_Problem statement_:
Begin at the first line of the records below and, please, give each line again exactly until the line with "link_hierarchy(&mut sections);" is included.

[Dataset entries]
--*--
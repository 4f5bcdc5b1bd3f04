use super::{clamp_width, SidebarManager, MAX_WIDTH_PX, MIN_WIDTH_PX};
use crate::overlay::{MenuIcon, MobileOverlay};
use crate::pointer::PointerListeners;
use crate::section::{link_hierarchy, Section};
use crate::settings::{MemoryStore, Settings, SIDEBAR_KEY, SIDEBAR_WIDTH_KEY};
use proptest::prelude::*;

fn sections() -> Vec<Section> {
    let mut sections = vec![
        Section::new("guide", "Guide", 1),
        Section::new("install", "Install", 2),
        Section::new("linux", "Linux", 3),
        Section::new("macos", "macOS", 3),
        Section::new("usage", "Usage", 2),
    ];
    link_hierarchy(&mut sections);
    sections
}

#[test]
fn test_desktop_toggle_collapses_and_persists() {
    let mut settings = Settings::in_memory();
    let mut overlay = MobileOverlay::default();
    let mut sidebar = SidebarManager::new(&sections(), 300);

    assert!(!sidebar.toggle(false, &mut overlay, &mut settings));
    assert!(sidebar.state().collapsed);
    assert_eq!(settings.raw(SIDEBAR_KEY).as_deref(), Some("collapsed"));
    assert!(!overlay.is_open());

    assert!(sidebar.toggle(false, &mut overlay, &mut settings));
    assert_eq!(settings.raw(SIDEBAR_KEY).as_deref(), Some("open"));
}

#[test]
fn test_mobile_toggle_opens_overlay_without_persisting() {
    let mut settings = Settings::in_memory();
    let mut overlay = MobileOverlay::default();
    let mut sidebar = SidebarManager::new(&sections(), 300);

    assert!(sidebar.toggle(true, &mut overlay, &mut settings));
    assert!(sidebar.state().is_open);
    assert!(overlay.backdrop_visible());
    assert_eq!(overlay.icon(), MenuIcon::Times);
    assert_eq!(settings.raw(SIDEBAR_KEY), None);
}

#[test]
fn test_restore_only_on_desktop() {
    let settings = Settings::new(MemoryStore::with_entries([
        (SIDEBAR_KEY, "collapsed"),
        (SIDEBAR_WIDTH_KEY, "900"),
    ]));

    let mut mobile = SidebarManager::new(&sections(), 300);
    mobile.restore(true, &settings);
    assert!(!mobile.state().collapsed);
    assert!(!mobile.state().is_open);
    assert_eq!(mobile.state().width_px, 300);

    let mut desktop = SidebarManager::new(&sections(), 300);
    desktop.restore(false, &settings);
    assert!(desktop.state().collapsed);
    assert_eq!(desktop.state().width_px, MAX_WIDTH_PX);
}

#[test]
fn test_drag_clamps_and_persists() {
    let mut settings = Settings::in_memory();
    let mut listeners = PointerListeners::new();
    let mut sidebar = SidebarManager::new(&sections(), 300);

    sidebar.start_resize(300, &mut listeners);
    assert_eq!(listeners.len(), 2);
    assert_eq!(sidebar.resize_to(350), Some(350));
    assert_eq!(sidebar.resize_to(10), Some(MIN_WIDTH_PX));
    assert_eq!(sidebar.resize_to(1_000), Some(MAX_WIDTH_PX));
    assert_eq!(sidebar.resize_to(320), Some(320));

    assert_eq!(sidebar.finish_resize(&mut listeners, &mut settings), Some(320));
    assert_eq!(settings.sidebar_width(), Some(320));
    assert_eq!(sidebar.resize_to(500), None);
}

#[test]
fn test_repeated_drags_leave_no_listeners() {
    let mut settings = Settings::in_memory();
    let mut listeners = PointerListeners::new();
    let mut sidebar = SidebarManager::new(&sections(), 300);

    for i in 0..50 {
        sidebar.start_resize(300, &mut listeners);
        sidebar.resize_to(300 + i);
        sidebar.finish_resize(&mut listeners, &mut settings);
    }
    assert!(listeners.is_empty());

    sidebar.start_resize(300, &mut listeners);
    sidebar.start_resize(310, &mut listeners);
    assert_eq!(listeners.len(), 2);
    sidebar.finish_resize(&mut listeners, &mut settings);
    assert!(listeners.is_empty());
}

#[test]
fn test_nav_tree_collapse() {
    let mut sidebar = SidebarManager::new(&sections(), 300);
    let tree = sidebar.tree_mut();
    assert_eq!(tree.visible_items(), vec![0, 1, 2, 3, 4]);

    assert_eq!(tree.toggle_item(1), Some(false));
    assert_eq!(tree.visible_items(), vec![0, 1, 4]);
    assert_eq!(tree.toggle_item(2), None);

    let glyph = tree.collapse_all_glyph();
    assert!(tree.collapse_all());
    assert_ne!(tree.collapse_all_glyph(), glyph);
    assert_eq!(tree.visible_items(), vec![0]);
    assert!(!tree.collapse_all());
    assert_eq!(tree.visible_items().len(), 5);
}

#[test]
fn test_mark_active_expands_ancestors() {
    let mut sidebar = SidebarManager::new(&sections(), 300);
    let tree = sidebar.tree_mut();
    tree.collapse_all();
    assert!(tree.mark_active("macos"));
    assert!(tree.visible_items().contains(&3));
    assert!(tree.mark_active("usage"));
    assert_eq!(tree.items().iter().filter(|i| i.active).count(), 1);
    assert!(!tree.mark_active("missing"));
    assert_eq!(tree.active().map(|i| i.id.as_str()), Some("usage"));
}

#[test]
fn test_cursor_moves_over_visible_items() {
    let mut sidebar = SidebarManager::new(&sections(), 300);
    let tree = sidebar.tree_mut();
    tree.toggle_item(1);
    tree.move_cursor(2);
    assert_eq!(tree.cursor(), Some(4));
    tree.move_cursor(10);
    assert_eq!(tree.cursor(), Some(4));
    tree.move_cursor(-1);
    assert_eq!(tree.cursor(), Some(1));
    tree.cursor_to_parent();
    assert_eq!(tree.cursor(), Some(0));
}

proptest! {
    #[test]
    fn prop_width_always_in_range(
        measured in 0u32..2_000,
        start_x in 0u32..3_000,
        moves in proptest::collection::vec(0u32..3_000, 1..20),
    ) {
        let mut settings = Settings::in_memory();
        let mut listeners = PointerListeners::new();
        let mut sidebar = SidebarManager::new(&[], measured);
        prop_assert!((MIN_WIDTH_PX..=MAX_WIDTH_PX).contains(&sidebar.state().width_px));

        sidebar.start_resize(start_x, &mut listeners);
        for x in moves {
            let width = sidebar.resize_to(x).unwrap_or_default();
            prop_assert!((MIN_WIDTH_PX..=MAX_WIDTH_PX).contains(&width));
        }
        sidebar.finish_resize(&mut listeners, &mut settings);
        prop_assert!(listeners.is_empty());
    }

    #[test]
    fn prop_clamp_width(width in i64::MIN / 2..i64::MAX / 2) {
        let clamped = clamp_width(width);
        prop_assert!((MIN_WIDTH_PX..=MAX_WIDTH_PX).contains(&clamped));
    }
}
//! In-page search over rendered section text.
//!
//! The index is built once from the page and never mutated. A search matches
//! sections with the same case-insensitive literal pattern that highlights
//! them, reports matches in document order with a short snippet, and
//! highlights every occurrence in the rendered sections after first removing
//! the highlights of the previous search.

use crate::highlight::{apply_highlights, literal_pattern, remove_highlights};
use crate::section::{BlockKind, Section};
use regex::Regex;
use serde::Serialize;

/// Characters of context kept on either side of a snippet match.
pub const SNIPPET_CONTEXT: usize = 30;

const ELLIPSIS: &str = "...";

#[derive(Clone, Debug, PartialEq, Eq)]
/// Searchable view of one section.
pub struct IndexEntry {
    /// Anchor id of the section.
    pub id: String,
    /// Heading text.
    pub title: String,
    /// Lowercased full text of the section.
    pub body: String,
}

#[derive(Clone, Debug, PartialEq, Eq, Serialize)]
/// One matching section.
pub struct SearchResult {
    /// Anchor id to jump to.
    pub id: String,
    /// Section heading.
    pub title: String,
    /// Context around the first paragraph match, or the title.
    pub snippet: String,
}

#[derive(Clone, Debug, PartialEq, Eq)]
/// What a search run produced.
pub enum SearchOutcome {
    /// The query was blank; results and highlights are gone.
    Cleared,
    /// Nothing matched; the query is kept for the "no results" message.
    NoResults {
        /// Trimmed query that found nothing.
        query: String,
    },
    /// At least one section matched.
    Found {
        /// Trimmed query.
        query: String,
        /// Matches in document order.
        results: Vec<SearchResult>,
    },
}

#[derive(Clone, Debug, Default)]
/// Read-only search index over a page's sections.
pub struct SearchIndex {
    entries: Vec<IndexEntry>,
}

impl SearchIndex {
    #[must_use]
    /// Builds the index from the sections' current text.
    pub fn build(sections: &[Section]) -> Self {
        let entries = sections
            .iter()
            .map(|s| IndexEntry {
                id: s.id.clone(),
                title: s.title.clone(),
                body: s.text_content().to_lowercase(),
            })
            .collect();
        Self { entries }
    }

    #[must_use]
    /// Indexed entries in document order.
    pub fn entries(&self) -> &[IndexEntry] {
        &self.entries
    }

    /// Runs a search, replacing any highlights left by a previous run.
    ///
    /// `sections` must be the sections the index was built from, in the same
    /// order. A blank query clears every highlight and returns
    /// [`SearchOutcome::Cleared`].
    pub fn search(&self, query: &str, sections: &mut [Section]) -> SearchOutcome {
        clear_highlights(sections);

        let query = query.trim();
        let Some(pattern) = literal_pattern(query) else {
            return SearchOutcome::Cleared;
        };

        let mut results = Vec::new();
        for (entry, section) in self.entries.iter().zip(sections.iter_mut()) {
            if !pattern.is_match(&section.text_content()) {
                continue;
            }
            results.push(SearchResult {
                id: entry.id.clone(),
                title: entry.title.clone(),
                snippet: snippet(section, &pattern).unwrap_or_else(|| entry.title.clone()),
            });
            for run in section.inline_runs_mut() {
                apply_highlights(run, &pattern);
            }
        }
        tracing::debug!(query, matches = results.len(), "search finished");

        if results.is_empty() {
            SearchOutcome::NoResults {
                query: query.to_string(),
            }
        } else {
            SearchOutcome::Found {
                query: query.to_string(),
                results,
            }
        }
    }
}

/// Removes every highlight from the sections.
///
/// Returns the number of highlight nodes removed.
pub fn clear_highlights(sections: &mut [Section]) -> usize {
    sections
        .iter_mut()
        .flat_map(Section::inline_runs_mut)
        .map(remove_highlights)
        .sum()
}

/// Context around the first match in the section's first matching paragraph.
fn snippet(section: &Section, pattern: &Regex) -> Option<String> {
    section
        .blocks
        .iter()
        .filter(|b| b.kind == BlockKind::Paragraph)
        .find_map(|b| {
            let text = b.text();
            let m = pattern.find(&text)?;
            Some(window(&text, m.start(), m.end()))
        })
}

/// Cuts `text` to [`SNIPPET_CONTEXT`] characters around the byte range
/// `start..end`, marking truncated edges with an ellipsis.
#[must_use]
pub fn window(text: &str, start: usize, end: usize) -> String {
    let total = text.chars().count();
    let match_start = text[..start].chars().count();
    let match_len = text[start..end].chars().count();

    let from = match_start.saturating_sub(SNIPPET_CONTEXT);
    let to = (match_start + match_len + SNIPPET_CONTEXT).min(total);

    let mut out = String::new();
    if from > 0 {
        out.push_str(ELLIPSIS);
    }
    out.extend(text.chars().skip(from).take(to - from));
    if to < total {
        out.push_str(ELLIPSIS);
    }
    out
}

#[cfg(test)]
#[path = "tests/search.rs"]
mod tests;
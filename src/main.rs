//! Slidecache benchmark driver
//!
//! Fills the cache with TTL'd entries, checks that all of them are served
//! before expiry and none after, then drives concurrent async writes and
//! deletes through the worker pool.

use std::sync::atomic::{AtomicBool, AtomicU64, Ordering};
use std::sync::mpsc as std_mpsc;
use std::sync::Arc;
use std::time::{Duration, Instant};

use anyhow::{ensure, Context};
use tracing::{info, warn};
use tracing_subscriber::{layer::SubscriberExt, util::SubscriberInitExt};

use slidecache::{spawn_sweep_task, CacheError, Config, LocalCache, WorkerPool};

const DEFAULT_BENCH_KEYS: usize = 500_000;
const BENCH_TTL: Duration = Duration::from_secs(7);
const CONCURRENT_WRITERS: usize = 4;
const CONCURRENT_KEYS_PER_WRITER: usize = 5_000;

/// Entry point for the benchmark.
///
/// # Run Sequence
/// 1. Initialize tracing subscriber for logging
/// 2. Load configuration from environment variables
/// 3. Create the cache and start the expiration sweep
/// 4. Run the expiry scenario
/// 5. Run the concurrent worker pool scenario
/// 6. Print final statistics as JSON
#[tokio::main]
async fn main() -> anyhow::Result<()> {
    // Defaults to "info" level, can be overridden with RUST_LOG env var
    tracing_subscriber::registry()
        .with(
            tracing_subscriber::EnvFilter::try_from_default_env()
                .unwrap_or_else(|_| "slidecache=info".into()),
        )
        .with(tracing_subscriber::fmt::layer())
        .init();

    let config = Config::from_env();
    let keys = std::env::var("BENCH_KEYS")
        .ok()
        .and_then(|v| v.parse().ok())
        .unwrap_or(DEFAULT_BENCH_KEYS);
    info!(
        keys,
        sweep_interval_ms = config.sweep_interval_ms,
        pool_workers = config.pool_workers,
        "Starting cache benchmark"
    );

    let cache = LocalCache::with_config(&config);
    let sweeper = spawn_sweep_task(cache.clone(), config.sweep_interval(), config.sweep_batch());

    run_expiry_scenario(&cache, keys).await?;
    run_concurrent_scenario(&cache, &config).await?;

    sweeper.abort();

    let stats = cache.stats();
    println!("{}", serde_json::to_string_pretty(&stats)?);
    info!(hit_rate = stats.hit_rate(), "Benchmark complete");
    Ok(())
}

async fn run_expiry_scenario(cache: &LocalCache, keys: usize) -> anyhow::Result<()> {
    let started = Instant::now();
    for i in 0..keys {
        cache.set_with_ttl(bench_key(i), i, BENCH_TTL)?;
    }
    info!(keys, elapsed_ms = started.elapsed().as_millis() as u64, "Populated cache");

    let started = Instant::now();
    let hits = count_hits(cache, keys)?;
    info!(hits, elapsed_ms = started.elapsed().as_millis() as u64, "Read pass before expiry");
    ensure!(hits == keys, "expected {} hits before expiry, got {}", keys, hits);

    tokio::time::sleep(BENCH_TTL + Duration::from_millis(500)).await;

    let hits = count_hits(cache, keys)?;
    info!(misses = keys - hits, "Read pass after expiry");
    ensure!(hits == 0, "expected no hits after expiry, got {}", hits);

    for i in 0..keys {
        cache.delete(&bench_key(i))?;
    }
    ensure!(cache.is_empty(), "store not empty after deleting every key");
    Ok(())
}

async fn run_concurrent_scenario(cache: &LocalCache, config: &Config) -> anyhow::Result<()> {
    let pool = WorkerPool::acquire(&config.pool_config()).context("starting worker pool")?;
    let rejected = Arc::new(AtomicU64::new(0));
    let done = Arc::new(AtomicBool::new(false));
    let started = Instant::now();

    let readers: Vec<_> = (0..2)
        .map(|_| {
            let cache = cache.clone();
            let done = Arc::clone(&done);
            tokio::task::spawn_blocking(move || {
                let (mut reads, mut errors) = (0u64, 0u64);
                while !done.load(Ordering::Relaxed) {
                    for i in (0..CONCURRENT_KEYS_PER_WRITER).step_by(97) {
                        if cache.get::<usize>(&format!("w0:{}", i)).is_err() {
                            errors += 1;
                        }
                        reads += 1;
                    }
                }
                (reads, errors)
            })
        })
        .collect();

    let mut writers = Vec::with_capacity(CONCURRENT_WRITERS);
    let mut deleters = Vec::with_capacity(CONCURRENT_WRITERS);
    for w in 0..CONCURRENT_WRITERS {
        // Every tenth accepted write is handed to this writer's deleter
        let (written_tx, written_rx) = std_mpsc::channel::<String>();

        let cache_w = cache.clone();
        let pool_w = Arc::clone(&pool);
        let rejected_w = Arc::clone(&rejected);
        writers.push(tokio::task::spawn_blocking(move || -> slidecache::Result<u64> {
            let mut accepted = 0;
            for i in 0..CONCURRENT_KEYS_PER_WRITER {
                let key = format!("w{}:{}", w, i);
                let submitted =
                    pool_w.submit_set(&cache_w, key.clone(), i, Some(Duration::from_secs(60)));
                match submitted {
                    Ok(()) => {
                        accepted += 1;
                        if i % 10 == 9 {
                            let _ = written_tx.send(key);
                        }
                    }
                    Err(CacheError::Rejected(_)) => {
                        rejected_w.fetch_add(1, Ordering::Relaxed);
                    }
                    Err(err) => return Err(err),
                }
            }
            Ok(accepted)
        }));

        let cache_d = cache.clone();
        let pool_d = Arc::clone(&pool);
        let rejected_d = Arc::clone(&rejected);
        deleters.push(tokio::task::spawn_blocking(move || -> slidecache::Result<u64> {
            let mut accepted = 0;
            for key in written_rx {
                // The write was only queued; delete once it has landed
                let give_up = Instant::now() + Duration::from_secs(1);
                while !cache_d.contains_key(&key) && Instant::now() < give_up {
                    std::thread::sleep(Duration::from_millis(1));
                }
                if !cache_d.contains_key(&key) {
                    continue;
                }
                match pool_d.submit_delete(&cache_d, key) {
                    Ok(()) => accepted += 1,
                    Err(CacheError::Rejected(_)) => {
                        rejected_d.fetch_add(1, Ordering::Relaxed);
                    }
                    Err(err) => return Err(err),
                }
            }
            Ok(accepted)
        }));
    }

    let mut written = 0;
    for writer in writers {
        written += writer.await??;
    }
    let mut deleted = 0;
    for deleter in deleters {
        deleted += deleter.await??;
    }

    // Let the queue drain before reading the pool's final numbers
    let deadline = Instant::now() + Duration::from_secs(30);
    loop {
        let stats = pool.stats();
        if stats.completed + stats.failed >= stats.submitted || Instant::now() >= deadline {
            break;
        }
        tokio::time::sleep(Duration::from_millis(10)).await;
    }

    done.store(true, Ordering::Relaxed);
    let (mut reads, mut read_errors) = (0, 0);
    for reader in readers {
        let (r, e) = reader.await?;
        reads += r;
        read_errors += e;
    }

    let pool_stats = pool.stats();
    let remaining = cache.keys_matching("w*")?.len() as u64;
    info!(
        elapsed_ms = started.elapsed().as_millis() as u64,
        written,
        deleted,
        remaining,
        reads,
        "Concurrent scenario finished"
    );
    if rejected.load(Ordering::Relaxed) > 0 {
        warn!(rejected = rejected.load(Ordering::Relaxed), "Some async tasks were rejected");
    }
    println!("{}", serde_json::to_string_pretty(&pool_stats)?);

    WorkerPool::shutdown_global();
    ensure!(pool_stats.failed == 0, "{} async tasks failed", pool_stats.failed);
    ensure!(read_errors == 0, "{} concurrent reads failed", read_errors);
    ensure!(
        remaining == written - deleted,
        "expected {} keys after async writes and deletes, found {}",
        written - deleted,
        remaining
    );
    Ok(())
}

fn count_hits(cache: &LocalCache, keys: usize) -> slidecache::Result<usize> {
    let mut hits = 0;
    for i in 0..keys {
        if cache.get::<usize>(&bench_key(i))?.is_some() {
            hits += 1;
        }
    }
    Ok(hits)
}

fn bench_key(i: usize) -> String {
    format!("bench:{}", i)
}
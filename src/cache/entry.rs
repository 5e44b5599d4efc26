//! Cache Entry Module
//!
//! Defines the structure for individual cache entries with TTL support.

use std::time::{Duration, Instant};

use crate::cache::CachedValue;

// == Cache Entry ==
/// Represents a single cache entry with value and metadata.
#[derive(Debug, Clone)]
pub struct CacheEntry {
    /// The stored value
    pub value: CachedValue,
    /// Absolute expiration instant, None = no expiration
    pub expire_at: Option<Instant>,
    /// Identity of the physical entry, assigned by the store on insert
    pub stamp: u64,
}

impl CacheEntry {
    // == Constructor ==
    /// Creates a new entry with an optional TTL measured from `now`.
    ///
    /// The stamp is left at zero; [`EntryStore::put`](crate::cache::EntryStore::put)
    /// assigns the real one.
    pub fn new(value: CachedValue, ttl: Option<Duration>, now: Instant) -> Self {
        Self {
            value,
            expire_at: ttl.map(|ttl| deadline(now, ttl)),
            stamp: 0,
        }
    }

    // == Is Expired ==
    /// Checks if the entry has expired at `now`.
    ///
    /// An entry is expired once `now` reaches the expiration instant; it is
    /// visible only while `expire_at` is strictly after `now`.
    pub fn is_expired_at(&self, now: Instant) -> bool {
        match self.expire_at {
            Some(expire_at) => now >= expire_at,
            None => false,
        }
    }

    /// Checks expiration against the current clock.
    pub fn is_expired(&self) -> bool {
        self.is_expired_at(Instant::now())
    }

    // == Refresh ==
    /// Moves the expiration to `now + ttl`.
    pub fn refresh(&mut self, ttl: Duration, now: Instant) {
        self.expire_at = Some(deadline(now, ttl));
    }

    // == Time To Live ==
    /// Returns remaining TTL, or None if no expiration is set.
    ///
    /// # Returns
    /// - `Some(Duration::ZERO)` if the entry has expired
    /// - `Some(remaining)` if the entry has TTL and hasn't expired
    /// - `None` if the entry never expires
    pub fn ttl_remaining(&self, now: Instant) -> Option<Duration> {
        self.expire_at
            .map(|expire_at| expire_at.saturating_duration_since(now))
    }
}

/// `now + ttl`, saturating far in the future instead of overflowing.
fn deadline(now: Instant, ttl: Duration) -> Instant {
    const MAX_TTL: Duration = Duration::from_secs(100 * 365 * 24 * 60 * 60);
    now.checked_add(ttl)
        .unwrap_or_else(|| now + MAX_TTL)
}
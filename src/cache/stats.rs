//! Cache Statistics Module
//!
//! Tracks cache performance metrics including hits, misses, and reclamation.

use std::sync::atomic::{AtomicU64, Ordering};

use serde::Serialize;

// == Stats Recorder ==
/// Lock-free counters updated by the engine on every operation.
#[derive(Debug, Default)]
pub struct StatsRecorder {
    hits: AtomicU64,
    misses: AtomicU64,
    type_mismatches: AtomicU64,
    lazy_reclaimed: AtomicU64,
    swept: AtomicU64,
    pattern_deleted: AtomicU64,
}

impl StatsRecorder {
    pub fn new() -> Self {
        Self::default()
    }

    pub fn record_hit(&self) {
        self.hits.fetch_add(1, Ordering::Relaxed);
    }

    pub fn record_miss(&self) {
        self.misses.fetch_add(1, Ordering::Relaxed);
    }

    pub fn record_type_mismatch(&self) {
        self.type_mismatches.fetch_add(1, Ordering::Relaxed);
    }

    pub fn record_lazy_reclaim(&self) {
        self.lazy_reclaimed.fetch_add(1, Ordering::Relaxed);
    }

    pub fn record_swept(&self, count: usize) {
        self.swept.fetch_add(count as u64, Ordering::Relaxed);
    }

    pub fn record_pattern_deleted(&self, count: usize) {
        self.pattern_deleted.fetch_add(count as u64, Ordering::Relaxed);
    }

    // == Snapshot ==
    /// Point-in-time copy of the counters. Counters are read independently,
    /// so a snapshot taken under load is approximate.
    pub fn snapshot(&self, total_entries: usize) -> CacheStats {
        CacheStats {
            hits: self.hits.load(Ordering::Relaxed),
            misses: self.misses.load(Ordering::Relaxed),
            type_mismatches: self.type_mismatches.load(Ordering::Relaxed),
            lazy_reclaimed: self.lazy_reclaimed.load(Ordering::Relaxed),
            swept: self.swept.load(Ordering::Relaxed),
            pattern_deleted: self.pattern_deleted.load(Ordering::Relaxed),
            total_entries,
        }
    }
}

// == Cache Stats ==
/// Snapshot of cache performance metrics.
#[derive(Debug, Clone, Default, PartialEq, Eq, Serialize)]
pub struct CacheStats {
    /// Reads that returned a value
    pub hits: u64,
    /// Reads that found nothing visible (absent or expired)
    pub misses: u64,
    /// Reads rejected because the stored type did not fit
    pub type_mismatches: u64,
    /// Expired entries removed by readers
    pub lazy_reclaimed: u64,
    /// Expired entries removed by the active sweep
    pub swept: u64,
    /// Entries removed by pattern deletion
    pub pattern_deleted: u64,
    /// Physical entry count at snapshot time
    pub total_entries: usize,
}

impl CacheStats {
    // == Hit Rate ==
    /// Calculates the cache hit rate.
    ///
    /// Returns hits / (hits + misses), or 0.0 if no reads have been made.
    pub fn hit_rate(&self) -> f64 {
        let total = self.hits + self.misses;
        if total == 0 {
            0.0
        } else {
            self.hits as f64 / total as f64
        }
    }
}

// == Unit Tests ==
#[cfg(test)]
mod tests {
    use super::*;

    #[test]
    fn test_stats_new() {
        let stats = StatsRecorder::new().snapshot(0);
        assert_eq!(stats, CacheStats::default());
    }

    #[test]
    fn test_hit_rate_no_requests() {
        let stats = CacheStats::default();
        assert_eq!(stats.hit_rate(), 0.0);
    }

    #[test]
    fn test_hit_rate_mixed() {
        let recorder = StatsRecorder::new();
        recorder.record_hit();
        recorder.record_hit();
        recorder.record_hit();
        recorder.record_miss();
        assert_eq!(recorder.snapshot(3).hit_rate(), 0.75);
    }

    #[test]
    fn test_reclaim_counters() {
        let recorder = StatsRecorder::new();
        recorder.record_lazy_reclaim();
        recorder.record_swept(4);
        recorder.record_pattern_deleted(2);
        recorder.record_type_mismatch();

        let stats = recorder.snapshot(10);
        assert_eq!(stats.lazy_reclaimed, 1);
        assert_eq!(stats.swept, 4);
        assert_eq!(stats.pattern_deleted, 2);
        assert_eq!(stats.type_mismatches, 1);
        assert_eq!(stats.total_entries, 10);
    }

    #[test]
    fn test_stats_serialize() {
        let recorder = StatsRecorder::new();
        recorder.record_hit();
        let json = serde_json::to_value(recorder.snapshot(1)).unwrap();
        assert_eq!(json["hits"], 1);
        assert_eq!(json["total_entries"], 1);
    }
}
--*--
_Response area_:
repository 4f5bcdc5b1bd3f04
use super::{clamp_width, SidebarManager, MAX_WIDTH_PX, MIN_WIDTH_PX};
use crate::overlay::{MenuIcon, MobileOverlay};
use crate::pointer::PointerListeners;
use crate::section::{link_hierarchy, Section};
use crate::settings::{MemoryStore, Settings, SIDEBAR_KEY, SIDEBAR_WIDTH_KEY};
use proptest::prelude::*;

fn sections() -> Vec<Section> {
    let mut sections = vec![
        Section::new("guide", "Guide", 1),
        Section::new("install", "Install", 2),
        Section::new("linux", "Linux", 3),
        Section::new("macos", "macOS", 3),
        Section::new("usage", "Usage", 2),
    ];
    link_hierarchy(&mut sections);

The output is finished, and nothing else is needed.